Records from a collection:

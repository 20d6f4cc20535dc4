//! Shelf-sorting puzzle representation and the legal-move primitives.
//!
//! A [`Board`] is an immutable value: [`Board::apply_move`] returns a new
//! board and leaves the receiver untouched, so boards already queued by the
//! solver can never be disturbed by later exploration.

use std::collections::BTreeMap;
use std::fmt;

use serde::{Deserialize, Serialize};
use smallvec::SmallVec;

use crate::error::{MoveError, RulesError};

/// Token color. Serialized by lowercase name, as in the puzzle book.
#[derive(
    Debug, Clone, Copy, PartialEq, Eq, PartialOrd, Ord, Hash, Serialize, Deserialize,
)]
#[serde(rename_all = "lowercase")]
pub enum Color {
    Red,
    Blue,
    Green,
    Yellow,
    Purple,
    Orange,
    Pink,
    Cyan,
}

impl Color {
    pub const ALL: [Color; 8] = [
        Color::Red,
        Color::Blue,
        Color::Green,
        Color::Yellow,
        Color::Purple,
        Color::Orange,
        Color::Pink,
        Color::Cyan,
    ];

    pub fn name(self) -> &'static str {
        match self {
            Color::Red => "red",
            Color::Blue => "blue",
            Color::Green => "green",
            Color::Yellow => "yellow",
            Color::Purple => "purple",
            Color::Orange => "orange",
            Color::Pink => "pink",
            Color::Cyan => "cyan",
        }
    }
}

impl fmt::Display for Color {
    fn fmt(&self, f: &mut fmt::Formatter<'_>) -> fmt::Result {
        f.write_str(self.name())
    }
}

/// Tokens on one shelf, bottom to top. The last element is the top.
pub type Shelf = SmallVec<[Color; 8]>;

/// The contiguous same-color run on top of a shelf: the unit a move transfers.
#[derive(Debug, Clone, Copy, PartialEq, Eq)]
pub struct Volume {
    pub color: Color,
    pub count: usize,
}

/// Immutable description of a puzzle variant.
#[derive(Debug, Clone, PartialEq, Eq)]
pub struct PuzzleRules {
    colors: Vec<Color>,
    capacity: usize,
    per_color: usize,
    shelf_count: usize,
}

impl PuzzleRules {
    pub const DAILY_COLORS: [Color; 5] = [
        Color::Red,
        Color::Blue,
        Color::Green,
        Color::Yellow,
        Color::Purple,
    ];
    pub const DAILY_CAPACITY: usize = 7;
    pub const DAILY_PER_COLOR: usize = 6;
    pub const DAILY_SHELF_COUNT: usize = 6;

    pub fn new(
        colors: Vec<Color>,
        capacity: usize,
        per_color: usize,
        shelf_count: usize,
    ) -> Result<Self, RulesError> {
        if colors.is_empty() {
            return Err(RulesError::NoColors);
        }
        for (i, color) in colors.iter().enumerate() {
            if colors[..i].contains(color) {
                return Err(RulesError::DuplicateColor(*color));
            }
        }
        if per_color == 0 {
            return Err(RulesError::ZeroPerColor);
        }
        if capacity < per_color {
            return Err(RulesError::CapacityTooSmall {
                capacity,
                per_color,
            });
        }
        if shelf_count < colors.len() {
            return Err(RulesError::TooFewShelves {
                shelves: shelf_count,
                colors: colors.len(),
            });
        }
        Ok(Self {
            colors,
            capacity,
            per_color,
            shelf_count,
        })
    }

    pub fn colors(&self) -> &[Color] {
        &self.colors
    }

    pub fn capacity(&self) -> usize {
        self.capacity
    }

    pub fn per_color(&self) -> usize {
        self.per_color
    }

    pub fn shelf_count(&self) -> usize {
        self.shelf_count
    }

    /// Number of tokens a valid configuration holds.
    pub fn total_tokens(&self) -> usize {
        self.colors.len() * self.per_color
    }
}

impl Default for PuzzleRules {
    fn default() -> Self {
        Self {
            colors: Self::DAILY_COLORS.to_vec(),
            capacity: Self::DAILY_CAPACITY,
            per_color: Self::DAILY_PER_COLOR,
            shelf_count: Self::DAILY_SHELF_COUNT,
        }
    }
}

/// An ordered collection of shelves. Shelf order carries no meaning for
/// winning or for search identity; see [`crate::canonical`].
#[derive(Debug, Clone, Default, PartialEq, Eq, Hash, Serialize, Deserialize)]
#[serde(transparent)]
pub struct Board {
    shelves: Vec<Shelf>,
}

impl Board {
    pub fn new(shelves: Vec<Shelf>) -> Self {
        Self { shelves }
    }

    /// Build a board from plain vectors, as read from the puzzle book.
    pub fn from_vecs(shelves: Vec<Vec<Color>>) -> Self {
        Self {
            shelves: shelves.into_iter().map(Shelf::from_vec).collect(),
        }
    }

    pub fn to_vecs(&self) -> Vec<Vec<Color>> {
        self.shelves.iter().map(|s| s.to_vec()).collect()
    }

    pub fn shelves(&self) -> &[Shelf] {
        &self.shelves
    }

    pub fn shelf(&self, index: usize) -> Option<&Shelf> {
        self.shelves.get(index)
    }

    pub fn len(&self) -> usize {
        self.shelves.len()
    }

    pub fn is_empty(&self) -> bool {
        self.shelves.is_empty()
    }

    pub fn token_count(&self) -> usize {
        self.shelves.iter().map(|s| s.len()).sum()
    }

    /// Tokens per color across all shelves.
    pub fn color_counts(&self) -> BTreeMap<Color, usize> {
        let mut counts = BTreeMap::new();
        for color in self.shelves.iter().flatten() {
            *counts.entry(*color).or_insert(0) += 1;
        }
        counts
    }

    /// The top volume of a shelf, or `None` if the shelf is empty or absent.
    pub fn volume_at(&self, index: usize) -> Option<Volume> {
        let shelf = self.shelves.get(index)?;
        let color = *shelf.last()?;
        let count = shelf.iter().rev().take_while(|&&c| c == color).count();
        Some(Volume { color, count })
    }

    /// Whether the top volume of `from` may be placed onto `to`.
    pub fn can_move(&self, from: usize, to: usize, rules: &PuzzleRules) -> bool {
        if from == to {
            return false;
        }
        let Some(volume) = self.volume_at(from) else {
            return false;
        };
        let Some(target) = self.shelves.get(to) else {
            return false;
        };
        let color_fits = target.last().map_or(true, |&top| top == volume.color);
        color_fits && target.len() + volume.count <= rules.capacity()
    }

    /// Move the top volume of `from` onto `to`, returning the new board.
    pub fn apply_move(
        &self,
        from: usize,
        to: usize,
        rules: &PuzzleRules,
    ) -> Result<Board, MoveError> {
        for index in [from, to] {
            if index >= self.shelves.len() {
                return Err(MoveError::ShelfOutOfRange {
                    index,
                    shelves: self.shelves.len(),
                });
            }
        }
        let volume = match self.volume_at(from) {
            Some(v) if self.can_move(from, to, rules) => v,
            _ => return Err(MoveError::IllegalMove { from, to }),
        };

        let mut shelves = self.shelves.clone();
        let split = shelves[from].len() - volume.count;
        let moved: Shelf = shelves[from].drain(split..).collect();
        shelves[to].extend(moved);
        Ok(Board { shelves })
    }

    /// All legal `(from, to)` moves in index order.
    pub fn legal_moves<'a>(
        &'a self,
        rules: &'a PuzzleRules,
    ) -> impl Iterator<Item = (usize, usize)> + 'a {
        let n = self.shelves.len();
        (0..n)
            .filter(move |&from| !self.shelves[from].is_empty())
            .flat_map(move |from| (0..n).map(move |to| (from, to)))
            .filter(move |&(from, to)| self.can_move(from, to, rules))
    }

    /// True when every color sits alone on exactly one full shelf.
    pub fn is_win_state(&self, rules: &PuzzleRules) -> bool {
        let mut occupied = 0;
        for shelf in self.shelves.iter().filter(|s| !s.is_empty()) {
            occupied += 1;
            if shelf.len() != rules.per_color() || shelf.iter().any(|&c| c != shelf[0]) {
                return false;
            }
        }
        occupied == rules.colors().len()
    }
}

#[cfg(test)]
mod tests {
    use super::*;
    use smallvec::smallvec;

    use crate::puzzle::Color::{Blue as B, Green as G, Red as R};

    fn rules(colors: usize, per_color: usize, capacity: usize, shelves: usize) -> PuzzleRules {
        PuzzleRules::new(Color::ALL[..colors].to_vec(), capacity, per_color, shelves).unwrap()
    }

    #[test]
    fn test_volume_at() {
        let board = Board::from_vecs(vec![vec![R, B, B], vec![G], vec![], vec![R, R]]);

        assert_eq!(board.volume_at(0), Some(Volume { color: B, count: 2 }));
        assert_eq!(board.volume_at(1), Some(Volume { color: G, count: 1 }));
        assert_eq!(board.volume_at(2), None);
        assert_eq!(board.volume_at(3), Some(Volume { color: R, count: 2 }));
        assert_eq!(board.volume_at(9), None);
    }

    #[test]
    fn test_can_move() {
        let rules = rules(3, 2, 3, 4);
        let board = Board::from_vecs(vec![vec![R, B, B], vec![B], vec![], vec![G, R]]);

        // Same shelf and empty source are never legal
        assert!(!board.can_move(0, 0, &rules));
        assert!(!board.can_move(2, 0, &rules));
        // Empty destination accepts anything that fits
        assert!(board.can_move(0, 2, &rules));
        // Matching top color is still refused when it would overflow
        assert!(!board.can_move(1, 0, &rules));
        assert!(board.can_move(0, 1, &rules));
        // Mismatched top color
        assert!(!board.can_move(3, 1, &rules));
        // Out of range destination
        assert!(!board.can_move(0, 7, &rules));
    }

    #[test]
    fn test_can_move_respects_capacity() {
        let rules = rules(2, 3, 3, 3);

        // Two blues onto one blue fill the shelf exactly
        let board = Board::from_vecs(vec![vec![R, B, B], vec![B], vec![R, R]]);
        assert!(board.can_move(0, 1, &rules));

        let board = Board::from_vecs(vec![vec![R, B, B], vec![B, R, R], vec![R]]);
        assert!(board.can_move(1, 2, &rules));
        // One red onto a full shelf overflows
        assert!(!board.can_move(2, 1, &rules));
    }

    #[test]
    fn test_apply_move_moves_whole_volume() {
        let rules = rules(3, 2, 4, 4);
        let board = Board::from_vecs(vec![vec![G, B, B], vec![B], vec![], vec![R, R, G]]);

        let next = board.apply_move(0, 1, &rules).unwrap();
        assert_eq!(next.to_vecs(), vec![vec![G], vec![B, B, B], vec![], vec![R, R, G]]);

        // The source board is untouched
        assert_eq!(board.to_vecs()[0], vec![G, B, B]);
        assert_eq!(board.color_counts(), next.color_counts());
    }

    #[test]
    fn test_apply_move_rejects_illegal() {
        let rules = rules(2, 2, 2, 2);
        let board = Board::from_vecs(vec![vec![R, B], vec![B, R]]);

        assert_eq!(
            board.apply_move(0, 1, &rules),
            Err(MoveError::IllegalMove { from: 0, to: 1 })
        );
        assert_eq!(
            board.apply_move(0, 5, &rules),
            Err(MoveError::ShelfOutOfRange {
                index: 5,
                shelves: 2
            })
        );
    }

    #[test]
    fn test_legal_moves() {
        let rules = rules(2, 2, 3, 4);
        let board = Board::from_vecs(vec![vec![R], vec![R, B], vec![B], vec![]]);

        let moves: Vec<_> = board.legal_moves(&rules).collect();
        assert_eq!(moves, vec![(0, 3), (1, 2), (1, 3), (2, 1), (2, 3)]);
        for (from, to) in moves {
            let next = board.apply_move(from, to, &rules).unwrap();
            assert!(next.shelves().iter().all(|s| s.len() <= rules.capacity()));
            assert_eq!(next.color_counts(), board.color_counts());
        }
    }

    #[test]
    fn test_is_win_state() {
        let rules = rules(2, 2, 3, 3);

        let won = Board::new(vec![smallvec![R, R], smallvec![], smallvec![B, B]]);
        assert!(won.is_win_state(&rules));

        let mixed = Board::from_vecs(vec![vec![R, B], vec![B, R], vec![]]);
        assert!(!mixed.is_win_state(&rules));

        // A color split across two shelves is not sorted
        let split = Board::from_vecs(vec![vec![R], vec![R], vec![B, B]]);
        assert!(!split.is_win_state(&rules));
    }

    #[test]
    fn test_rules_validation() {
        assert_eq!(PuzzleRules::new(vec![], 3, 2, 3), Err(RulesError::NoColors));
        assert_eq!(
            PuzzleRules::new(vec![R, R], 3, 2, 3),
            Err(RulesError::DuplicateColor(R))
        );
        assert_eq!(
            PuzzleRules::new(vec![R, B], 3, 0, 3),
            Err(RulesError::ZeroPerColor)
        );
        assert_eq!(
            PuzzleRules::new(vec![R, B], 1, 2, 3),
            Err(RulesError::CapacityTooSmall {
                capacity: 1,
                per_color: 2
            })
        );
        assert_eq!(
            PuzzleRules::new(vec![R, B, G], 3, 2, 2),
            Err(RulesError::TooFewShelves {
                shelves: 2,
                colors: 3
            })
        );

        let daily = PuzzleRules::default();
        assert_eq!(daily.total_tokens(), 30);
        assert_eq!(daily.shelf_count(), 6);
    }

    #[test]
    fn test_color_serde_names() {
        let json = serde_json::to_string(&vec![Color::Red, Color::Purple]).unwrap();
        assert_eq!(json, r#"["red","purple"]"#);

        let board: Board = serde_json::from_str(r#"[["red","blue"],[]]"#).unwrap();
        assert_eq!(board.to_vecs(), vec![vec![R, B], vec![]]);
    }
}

* **Exercise description**
Looking at the entries above, say how many lines contain the word "filter". Nothing but the number is needed.

* **Result for this task**
3